Author:
Thiele Alexander,Milner Agnes McDonald,Hall Corwyn,Mayhew Lucy,Carter Anthony,Sanjeev Sidharth
Abstract
AbstractThe study aimed to investigate to what extent blockade of muscarinic receptors affects the speed of endogenous versus exogenous attentional shift times, and how it affects learning induced improvements of attention shift times. Subjects viewed an array of 10 moving clocks and reported the time a clock indicated when cued. Target clocks were indicated by peripheral or central cues, including conditions of pre-cuing. This allowed assessing shift times when attention was pre-allocated, when peripheral cues triggered exogenous attention shifts, and when central cues triggered endogenous attention shifts.
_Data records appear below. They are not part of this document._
//! Core error types

use thiserror::Error;

#[derive(Error, Debug)]
pub enum CoreError {
    #[error("Compose file not found: {path}")]
    ComposeNotFound { path: String },

    #[error("Failed to parse compose file: {0}")]
    ComposeParse(#[from] serde_yaml::Error),

    #[error("Invalid service '{service}': {message}")]
    InvalidService { service: String, message: String },

    #[error("Invalid override file {path}: {message}")]
    InvalidOverride { path: String, message: String },

    #[error("IO error: {0}")]
    Io(#[from] std::io::Error),

    #[error("Invalid version: {0}")]
    InvalidVersion(#[from] semver::Error),

    #[error("Missing required field: {field}")]
    MissingField { field: String },
}

impl CoreError {
    pub(crate) fn invalid_service(service: &str, message: impl Into<String>) -> Self {
        Self::InvalidService {
            service: service.to_string(),
            message: message.into(),
        }
    }
}

pub type Result<T> = std::result::Result<T, CoreError>;
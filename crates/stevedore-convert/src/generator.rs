//! Generation pipeline
//!
//! Interpret, build, resolve. Label errors and file errors abort the
//! affected service only; unknown labels and internal consistency errors
//! abort the whole run. Resource names claimed by two services, or twice
//! by one, fail the services involved before anything is registered.

use std::collections::BTreeMap;

use stevedore_core::{Project, Service};

use crate::builders::{BuildContext, ServiceBuild, build_service};
use crate::directives::Directives;
use crate::error::{ConversionWarning, ConvertError, Result, ServiceFailure, WarningCategory};
use crate::labels::LabelKind;
use crate::registry::Registry;
use crate::resolver;
use crate::resource::{Resource, ResourceKind};
use crate::values::ChartValues;

/// Everything produced by one generation pass
#[derive(Debug, Default)]
pub struct GenerationOutput {
    /// Resources sorted by output path
    pub resources: Vec<Resource>,
    pub values: ChartValues,
    pub warnings: Vec<ConversionWarning>,
    /// Services whose resources could not be generated
    pub failures: Vec<ServiceFailure>,
    /// Image tag of the service labelled `main-app`
    pub app_version: Option<String>,
    /// Services skipped through the `ignore` label
    pub ignored: Vec<String>,
}

impl GenerationOutput {
    pub fn resources_of(&self, kind: ResourceKind) -> impl Iterator<Item = &Resource> {
        self.resources.iter().filter(move |r| r.kind() == kind)
    }

    pub fn resource(&self, kind: ResourceKind, name: &str) -> Option<&Resource> {
        self.resources
            .iter()
            .find(|r| r.kind() == kind && r.name == name)
    }

    pub fn is_success(&self) -> bool {
        self.failures.is_empty()
    }

    fn fail(&mut self, service: &Service, error: ConvertError) {
        tracing::error!(service = %service.name, "{}", error);
        self.failures.push(ServiceFailure {
            service: service.name.clone(),
            error,
        });
    }
}

/// Manifest generator for one chart
#[derive(Debug, Clone)]
pub struct Generator {
    ctx: BuildContext,
}

impl Generator {
    pub fn new(app_name: impl Into<String>, version: impl Into<String>) -> Self {
        Self {
            ctx: BuildContext::new(app_name, version),
        }
    }

    pub fn app_name(&self) -> &str {
        &self.ctx.app_name
    }

    /// Run the whole pipeline over a project
    pub fn generate(&self, project: &Project) -> Result<GenerationOutput> {
        for service in project.services() {
            Directives::check_vocabulary(service)?;
        }

        let mut output = GenerationOutput::default();
        let mut built = Vec::new();

        for service in project.services() {
            let directives = match Directives::interpret(service) {
                Ok(directives) => directives,
                Err(error) => {
                    output.fail(service, error);
                    continue;
                }
            };

            if directives.ignore {
                tracing::info!(service = %service.name, "service ignored");
                output.ignored.push(service.name.clone());
                continue;
            }

            match build_service(&self.ctx, service, &directives) {
                Ok(build) => built.push(BuiltService {
                    service,
                    main_app: directives.main_app,
                    build,
                }),
                Err(error) => output.fail(service, error),
            }
        }

        let mut clashes = name_clashes(&built);
        let mut registry = Registry::new();

        for BuiltService {
            service,
            main_app,
            build,
        } in built
        {
            if let Some(error) = clashes.remove(&service.name) {
                output.fail(service, error);
                continue;
            }

            tracing::info!(
                service = %service.name,
                resources = build.resources.len(),
                "service converted"
            );

            if main_app {
                let tag = build.values.repository.tag.clone();
                match &output.app_version {
                    None => output.app_version = Some(tag),
                    Some(_) => output.warnings.push(ConversionWarning::warning(
                        WarningCategory::Labels,
                        &service.name,
                        "another service is already the main app, label ignored",
                    )),
                }
            }

            for resource in build.resources {
                registry.insert(resource)?;
            }
            output.values.insert(&service.name, build.values);
            output.warnings.extend(build.warnings);
        }
        output.failures.sort_by(|a, b| a.service.cmp(&b.service));

        resolver::resolve(&mut registry, project)?;

        output.warnings = output.warnings.into_iter().map(ConversionWarning::emit).collect();
        output.resources = registry.into_resources();
        Ok(output)
    }
}

/// A service whose resources are built but not yet registered
struct BuiltService<'a> {
    service: &'a Service,
    main_app: bool,
    build: ServiceBuild,
}

/// Failures for the services whose resource names collide
///
/// A collision involving a file ConfigMap fails the services owning the
/// file ConfigMaps, as a `configmap-files` label error. Any other collision
/// fails every service after the first claimant.
fn name_clashes(built: &[BuiltService<'_>]) -> BTreeMap<String, ConvertError> {
    let mut claims: BTreeMap<(ResourceKind, &str), Vec<(&Service, &Resource)>> = BTreeMap::new();
    for entry in built {
        for resource in &entry.build.resources {
            claims
                .entry((resource.kind(), resource.name.as_str()))
                .or_default()
                .push((entry.service, resource));
        }
    }

    let mut clashes = BTreeMap::new();
    for ((kind, name), claimants) in claims {
        if claimants.len() < 2 {
            continue;
        }

        if claimants.iter().any(|(_, r)| r.file_source().is_some()) {
            let key = LabelKind::ConfigMapFiles.key();
            for &(service, resource) in &claimants {
                let Some(source) = resource.file_source() else {
                    continue;
                };
                let others: Vec<String> = claimants
                    .iter()
                    .filter(|(_, other)| !std::ptr::eq(*other, resource))
                    .map(|(owner, other)| match other.file_source() {
                        Some(path) => format!("'{}' of service '{}'", path, owner.name),
                        None => format!("service '{}'", owner.name),
                    })
                    .collect();
                let raw = service.labels.get(&key).cloned().unwrap_or_default();
                clashes.entry(service.name.clone()).or_insert_with(|| {
                    ConvertError::label(
                        &service.name,
                        &key,
                        &raw,
                        format!(
                            "'{}' maps to {} name '{}', also generated for {}",
                            source,
                            kind,
                            name,
                            others.join(", ")
                        ),
                    )
                });
            }
        } else {
            let first = claimants[0].0;
            for &(service, _) in &claimants[1..] {
                clashes
                    .entry(service.name.clone())
                    .or_insert_with(|| ConvertError::NameClash {
                        service: service.name.clone(),
                        kind,
                        name: name.to_string(),
                        other: first.name.clone(),
                    });
            }
        }
    }
    clashes
}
In study 1, each subject participated in 2 sessions (scopolamine/placebo), whereby the order of drug intake was counterbalanced across subjects, and subjects were blinded to conditions. Scopolamine/placebo was administered before a psychophysical experiment was conducted. In study 2, the effect of muscarinic blockade on learning induced improvements of attention shift times was investigated. Here scopolamine/placebo was administered immediately after the first (of two) psychophysical sessions, whereby a given subject either received scopolamine or placebo pills. Confirming previous results, we show that pre-cuing resulted in the fastest shift times, followed by exogenous cuing, with endogenous attentional shifts being slowest. Scopolamine application increased attentional shift times across all 3 conditions compared to placebo, but in a dose dependent manner. Additionally, blockade of muscarinic receptors immediately after the first session reduced learning dependent improvement of attention shift times. These results demonstrate that muscarinic receptors play an important role in attention shifting, and they contribute to learning of attention shifting.